Please join us for a UW Data Science Seminar on Wednesday, April 17th from 4:30 to 5:20 p.m. PST. The seminar will feature Armeen Taeb, an Assistant Professor in the UW Department of Statistics.

The seminar will be held in the Physics/Astronomy Auditorium (PAA), Room A118 – campus map.


Model Selection and False Positive Error Control in Complex Modeling Paradigms

Abstract: Controlling the false positive error in model selection is a prominent paradigm for gathering evidence in data-driven science.  In model selection problems such as variable selection and graph estimation, models are characterized by an underlying Boolean structure such as presence or absence of a variable or an edge.  Therefore, false positive error or false negative error can be conveniently specified as the number of variables/edges that are incorrectly included or excluded in an estimated model.  However, the increasing complexity of modern datasets has been accompanied by the use of sophisticated modeling paradigms in which defining false positive error is a significant challenge.  For example, models specified by structures such as partitions (for clustering), permutations (for ranking), directed acyclic graphs (for causal inference), or subspaces (for principal components analysis) are not characterized by a simple Boolean logical structure, which leads to difficulties with formalizing and controlling false positive error.  We present a generic approach to endow a collection of models with partial order structure, which leads to systematic approaches for defining natural generalizations of false positive error and methodology for controlling this error.  (Joint work with Peter Bühlmann, Venkat Chandrasekaran, and Parikshit Shah)

Bio: Armeen Taeb is an assistant professor in the Department of Statistics at the University of Washington. His research interests lie at the interface of optimization and statistics. His work currently focuses on developing efficient methods for graphical and latent-variable modeling, learning provably optimal causal models from data, domain adaptation, and false positive error control in non-traditional settings. He is also interested in exploring the utility of statistical methodologies for real-world applications, especially in the earth sciences. Prior to coming to UW, Armeen was a postdoctoral fellow of ETH Foundations of Data Science (ETH-FDS) at ETH Zürich, mentored by Peter Bühlmann. Previously, under the supervision of Venkat Chandrasekaran, he obtained my PhD in the Department of Electrical Engineering at Caltech.
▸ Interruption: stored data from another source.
//! Error types for adapter operations.

use thiserror::Error;

use crate::codec::CodecError;
use crate::key::{KeyStrategy, StorageKey};
use crate::store::StoreError;

/// Errors returned by [`Adapter`](super::Adapter) operations.
#[derive(Error, Debug)]
pub enum AdapterError {
    #[error("No record stored under key: {0}")]
    NotFound(StorageKey),

    #[error("Failed to decode record under key {key}: {source}")]
    Decoding {
        key: StorageKey,
        #[source]
        source: CodecError,
    },

    #[error("Failed to encode value for key {key}: {source}")]
    Encoding {
        key: StorageKey,
        #[source]
        source: CodecError,
    },

    #[error("Store error: {0}")]
    Store(#[from] StoreError),

    #[error("{operation} is not supported with the {strategy} key strategy")]
    Unsupported {
        operation: &'static str,
        strategy: KeyStrategy,
    },

    /// The blocking task behind a deferred operation did not complete.
    #[cfg(feature = "async")]
    #[error("Deferred operation interrupted: {0}")]
    Interrupted(String),
}

impl AdapterError {
    pub fn is_not_found(&self) -> bool {
        matches!(self, Self::NotFound(_))
    }

    pub fn is_decoding(&self) -> bool {
        matches!(self, Self::Decoding { .. })
    }

    pub fn is_encoding(&self) -> bool {
        matches!(self, Self::Encoding { .. })
    }

    /// The storage key involved, when the error concerns a single record.
    pub fn key(&self) -> Option<&StorageKey> {
        match self {
            Self::NotFound(key) | Self::Decoding { key, .. } | Self::Encoding { key, .. } => {
                Some(key)
            }
            _ => None,
        }
    }
}
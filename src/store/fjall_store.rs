//! Durable store backed by fjall.

use std::collections::BTreeSet;
use std::path::{Path, PathBuf};
use std::sync::Arc;

use fjall::{Keyspace, KeyspaceCreateOptions, PersistMode};
use once_cell::sync::OnceCell;

use crate::logging::{debug, info, trace};

use super::{KeyValueStore, StoreError};

/// Environment variable overriding the location of the standard store.
pub const STANDARD_PATH_ENV: &str = "KV_ADAPTER_PATH";

/// Location of the standard store when [`STANDARD_PATH_ENV`] is unset.
pub const DEFAULT_PATH: &str = ".kv-adapter";

/// Suite used when none is named.
pub const DEFAULT_SUITE: &str = "standard";

/// Keyspace name prefix for suites.
const SUITE_PREFIX: &str = "suite_";

/// Longest accepted suite name.
const MAX_SUITE_LEN: usize = 200;

static STANDARD: OnceCell<Arc<FjallStore>> = OnceCell::new();

/// A key-value store persisted to disk with fjall.
///
/// A database directory can hold several independent *suites*; each suite is
/// its own keyspace, so keys in one suite never collide with keys in
/// another. Every write is synced to disk before returning.
///
/// # Example
///
/// ```ignore
/// use kv_adapter::store::{FjallStore, KeyValueStore};
///
/// let store = FjallStore::open_suite("./data", "settings")?;
/// store.set("theme", b"\"dark\"")?;
/// ```
pub struct FjallStore {
    db: fjall::Database,
    records: Keyspace,
    path: PathBuf,
    suite: String,
}

impl FjallStore {
    /// Open (creating if needed) the default suite of the database at `path`.
    pub fn open(path: impl AsRef<Path>) -> Result<Self, StoreError> {
        Self::open_suite(path, DEFAULT_SUITE)
    }

    /// Open (creating if needed) a named suite of the database at `path`.
    pub fn open_suite(path: impl AsRef<Path>, suite: &str) -> Result<Self, StoreError> {
        let path = path.as_ref();
        debug!(path = %path.display(), suite = suite, "opening fjall store");

        if !is_valid_suite_name(suite) {
            return Err(StoreError::InvalidSuite(suite.to_string()));
        }

        let db = fjall::Database::builder(path).open()?;
        let keyspace_name = format!("{}{}", SUITE_PREFIX, suite);
        let records = db.keyspace(&keyspace_name, KeyspaceCreateOptions::default)?;

        info!(path = %path.display(), suite = suite, "fjall store opened");
        Ok(Self {
            db,
            records,
            path: path.to_path_buf(),
            suite: suite.to_string(),
        })
    }

    /// The process-wide standard store.
    ///
    /// Opened on first use at `$KV_ADAPTER_PATH` (or [`DEFAULT_PATH`]) with the
    /// default suite, then shared by every later caller.
    pub fn standard() -> Result<Arc<Self>, StoreError> {
        STANDARD
            .get_or_try_init(|| {
                let path = std::env::var_os(STANDARD_PATH_ENV)
                    .map(PathBuf::from)
                    .unwrap_or_else(|| PathBuf::from(DEFAULT_PATH));
                Self::open(path).map(Arc::new)
            })
            .cloned()
    }

    pub fn path(&self) -> &Path {
        &self.path
    }

    pub fn suite(&self) -> &str {
        &self.suite
    }
}

impl KeyValueStore for FjallStore {
    fn get(&self, key: &str) -> Result<Option<Vec<u8>>, StoreError> {
        trace!(suite = %self.suite, key = key, "fjall get");
        Ok(self.records.get(key)?.map(|v| v.to_vec()))
    }

    fn set(&self, key: &str, value: &[u8]) -> Result<(), StoreError> {
        trace!(suite = %self.suite, key = key, bytes = value.len(), "fjall set");
        self.records.insert(key, value)?;
        self.db.persist(PersistMode::SyncAll)?;
        Ok(())
    }

    fn remove(&self, key: &str) -> Result<(), StoreError> {
        trace!(suite = %self.suite, key = key, "fjall remove");
        self.records.remove(key)?;
        self.db.persist(PersistMode::SyncAll)?;
        Ok(())
    }

    fn all_keys(&self) -> Result<BTreeSet<String>, StoreError> {
        let mut keys = BTreeSet::new();

        for kv in self.records.iter() {
            let key_bytes = kv.key()?;
            keys.insert(String::from_utf8_lossy(&key_bytes).into_owned());
        }

        Ok(keys)
    }
}

fn is_valid_suite_name(suite: &str) -> bool {
    !suite.is_empty()
        && suite.len() <= MAX_SUITE_LEN
        && suite
            .chars()
            .all(|c| c.is_ascii_alphanumeric() || c == '-' || c == '_')
}

#[cfg(test)]
mod tests {
    use super::*;

    #[test]
    fn test_suite_name_validation() {
        assert!(is_valid_suite_name("standard"));
        assert!(is_valid_suite_name("test-suite_2"));
        assert!(!is_valid_suite_name(""));
        assert!(!is_valid_suite_name("has space"));
        assert!(!is_valid_suite_name("dotted.name"));
        assert!(!is_valid_suite_name(&"x".repeat(MAX_SUITE_LEN + 1)));
    }

    #[test]
    fn test_invalid_suite_rejected() -> Result<(), anyhow::Error> {
        let dir = tempfile::tempdir()?;
        let result = FjallStore::open_suite(dir.path(), "bad/suite");
        assert!(matches!(result, Err(StoreError::InvalidSuite(_))));
        Ok(())
    }

    #[test]
    fn test_persists_across_reopen() -> Result<(), anyhow::Error> {
        let dir = tempfile::tempdir()?;

        {
            let store = FjallStore::open(dir.path())?;
            store.set("greeting", b"hello")?;
            store.set("doomed", b"bye")?;
            store.remove("doomed")?;
        }

        let store = FjallStore::open(dir.path())?;
        assert_eq!(store.get("greeting")?.as_deref(), Some(&b"hello"[..]));
        assert!(store.get("doomed")?.is_none());
        assert_eq!(store.suite(), DEFAULT_SUITE);
        Ok(())
    }

    #[test]
    fn test_suites_are_isolated() -> Result<(), anyhow::Error> {
        let dir = tempfile::tempdir()?;
        let first = FjallStore::open_suite(dir.path(), "first")?;
        first.set("shared-key", b"1")?;
        drop(first);

        let second = FjallStore::open_suite(dir.path(), "second")?;
        assert!(second.get("shared-key")?.is_none());
        assert!(second.all_keys()?.is_empty());
        Ok(())
    }

    #[test]
    fn test_all_keys_and_remove_absent() -> Result<(), anyhow::Error> {
        let dir = tempfile::tempdir()?;
        let store = FjallStore::open(dir.path())?;
        store.set("b", b"2")?;
        store.set("a", b"1")?;
        store.remove("never-written")?;

        let keys: Vec<String> = store.all_keys()?.into_iter().collect();
        assert_eq!(keys, vec!["a".to_string(), "b".to_string()]);
        Ok(())
    }
}
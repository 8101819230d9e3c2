//! Convenient re-exports for common usage patterns.
//!
//! # Example
//!
//! ```ignore
//! use kv_adapter::prelude::*;
//!
//! let adapter = Adapter::new(MemoryStore::new());
//! adapter.save(Some(&42u32), Some("answer"))?;
//! ```

// Unified error handling
pub use crate::error::{Error, Result};

// Adapter and keys
pub use crate::adapter::{Adapter, AdapterError};
pub use crate::key::{KeyStrategy, StorageKey};

// Codecs
pub use crate::codec::{CodecError, JsonCodec, Serializer};

// Stores
pub use crate::store::{KeyValueStore, MemoryStore, StoreError};
#[cfg(feature = "fjall")]
pub use crate::store::FjallStore;

// Configuration
pub use crate::config::AdapterConfig;

// Async facade (requires "async" feature)
#[cfg(feature = "async")]
pub use crate::deferred::Deferred;

// Dependency re-exports
pub use serde::{Deserialize, Serialize};
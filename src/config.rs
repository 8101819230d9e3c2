//! Adapter configuration parsing.

use serde::Deserialize;
use std::path::{Path, PathBuf};

use crate::key::KeyStrategy;

/// Adapter configuration loaded from a TOML file.
///
/// Every section is optional; missing values fall back to their defaults.
#[derive(Debug, Default, Deserialize)]
#[serde(default)]
pub struct AdapterConfig {
    /// Where records are persisted.
    pub store: StoreConfig,
    /// Key derivation settings.
    pub adapter: KeyConfig,
    /// Tracing subscriber settings.
    pub logging: LoggingConfig,
}

/// Store location.
#[derive(Debug, Deserialize)]
#[serde(default)]
pub struct StoreConfig {
    /// Path to the database directory.
    pub path: PathBuf,
    /// Suite (keyspace) inside the database.
    pub suite: String,
}

impl Default for StoreConfig {
    fn default() -> Self {
        Self {
            path: PathBuf::from(".kv-adapter"),
            suite: "standard".to_string(),
        }
    }
}

/// Key derivation settings.
#[derive(Debug, Default, Deserialize)]
#[serde(default)]
pub struct KeyConfig {
    /// Adapter name used as the first key component (strategy default if unset).
    pub name: Option<String>,
    /// `"current"` or `"legacy"`.
    pub strategy: KeyStrategy,
}

/// Logging configuration.
#[derive(Debug, Clone, Deserialize)]
#[serde(default)]
pub struct LoggingConfig {
    /// Filter directive, as accepted by `RUST_LOG` (e.g. "info" or "kv_adapter=debug").
    pub level: String,
    /// Output format.
    pub format: LogFormat,
    /// "stdout" or "stderr".
    pub output: String,
}

impl Default for LoggingConfig {
    fn default() -> Self {
        Self {
            level: "info".to_string(),
            format: LogFormat::default(),
            output: "stderr".to_string(),
        }
    }
}

/// Log line format.
#[derive(Debug, Clone, Copy, Default, PartialEq, Eq, Deserialize)]
#[serde(rename_all = "lowercase")]
pub enum LogFormat {
    #[default]
    Text,
    Json,
}

impl AdapterConfig {
    /// Load configuration from a TOML file.
    pub fn from_file(path: impl AsRef<Path>) -> Result<Self, ConfigError> {
        let content = std::fs::read_to_string(path.as_ref())
            .map_err(|e| ConfigError::Io(path.as_ref().display().to_string(), e))?;
        Self::from_toml(&content)
    }

    /// Parse configuration from a TOML string.
    pub fn from_toml(content: &str) -> Result<Self, ConfigError> {
        toml::from_str(content).map_err(ConfigError::Parse)
    }
}

/// Configuration error.
#[derive(Debug)]
pub enum ConfigError {
    /// IO error reading config file.
    Io(String, std::io::Error),
    /// TOML parse error.
    Parse(toml::de::Error),
}

impl std::fmt::Display for ConfigError {
    fn fmt(&self, f: &mut std::fmt::Formatter<'_>) -> std::fmt::Result {
        match self {
            ConfigError::Io(path, e) => write!(f, "Failed to read config file '{}': {}", path, e),
            ConfigError::Parse(e) => write!(f, "Failed to parse config: {}", e),
        }
    }
}

impl std::error::Error for ConfigError {
    fn source(&self) -> Option<&(dyn std::error::Error + 'static)> {
        match self {
            ConfigError::Io(_, e) => Some(e),
            ConfigError::Parse(e) => Some(e),
        }
    }
}
//! Conversion between typed values and stored bytes.

use serde::Serialize;
use serde::de::DeserializeOwned;
use thiserror::Error;

mod finite;

/// Errors produced while encoding or decoding a record.
#[derive(Error, Debug)]
pub enum CodecError {
    #[error("JSON error: {0}")]
    Json(#[from] serde_json::Error),

    #[error("cannot encode non-finite float {0}")]
    NonFiniteFloat(f64),

    #[error("{0}")]
    Custom(String),
}

impl serde::ser::Error for CodecError {
    fn custom<T: std::fmt::Display>(msg: T) -> Self {
        Self::Custom(msg.to_string())
    }
}

impl CodecError {
    pub fn custom(msg: impl Into<String>) -> Self {
        Self::Custom(msg.into())
    }
}

/// Type-safe conversion between a value and its stored byte form.
///
/// Implementations must round-trip every value their format can express:
/// `decode::<T>(&encode(&v)?)? == v`.
pub trait Serializer {
    fn encode<T: Serialize + ?Sized>(&self, value: &T) -> Result<Vec<u8>, CodecError>;

    fn decode<T: DeserializeOwned>(&self, bytes: &[u8]) -> Result<T, CodecError>;
}

/// Compact JSON encoding via `serde_json`. The default codec.
///
/// Floats are written in shortest round-trip form and read back bit-exact.
/// NaN and infinities have no JSON form and fail to encode.
#[derive(Debug, Default, Clone, Copy)]
pub struct JsonCodec;

impl Serializer for JsonCodec {
    fn encode<T: Serialize + ?Sized>(&self, value: &T) -> Result<Vec<u8>, CodecError> {
        let bytes = serde_json::to_vec(value)?;
        finite::check(value)?;
        Ok(bytes)
    }

    fn decode<T: DeserializeOwned>(&self, bytes: &[u8]) -> Result<T, CodecError> {
        Ok(serde_json::from_slice(bytes)?)
    }
}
The UW Data Science Seminar is an annual lecture series at the University of Washington that hosts scholars working across applied areas of data science, such as the sciences, engineering, humanities and arts along with methodological areas in data science, such as computer science, applied math and statistics. Our presenters come from all domain fields and include occasional external speakers from regional partners, governmental agencies and industry.

The 2023-2024 seminars will be held in person, and are free and open to the public.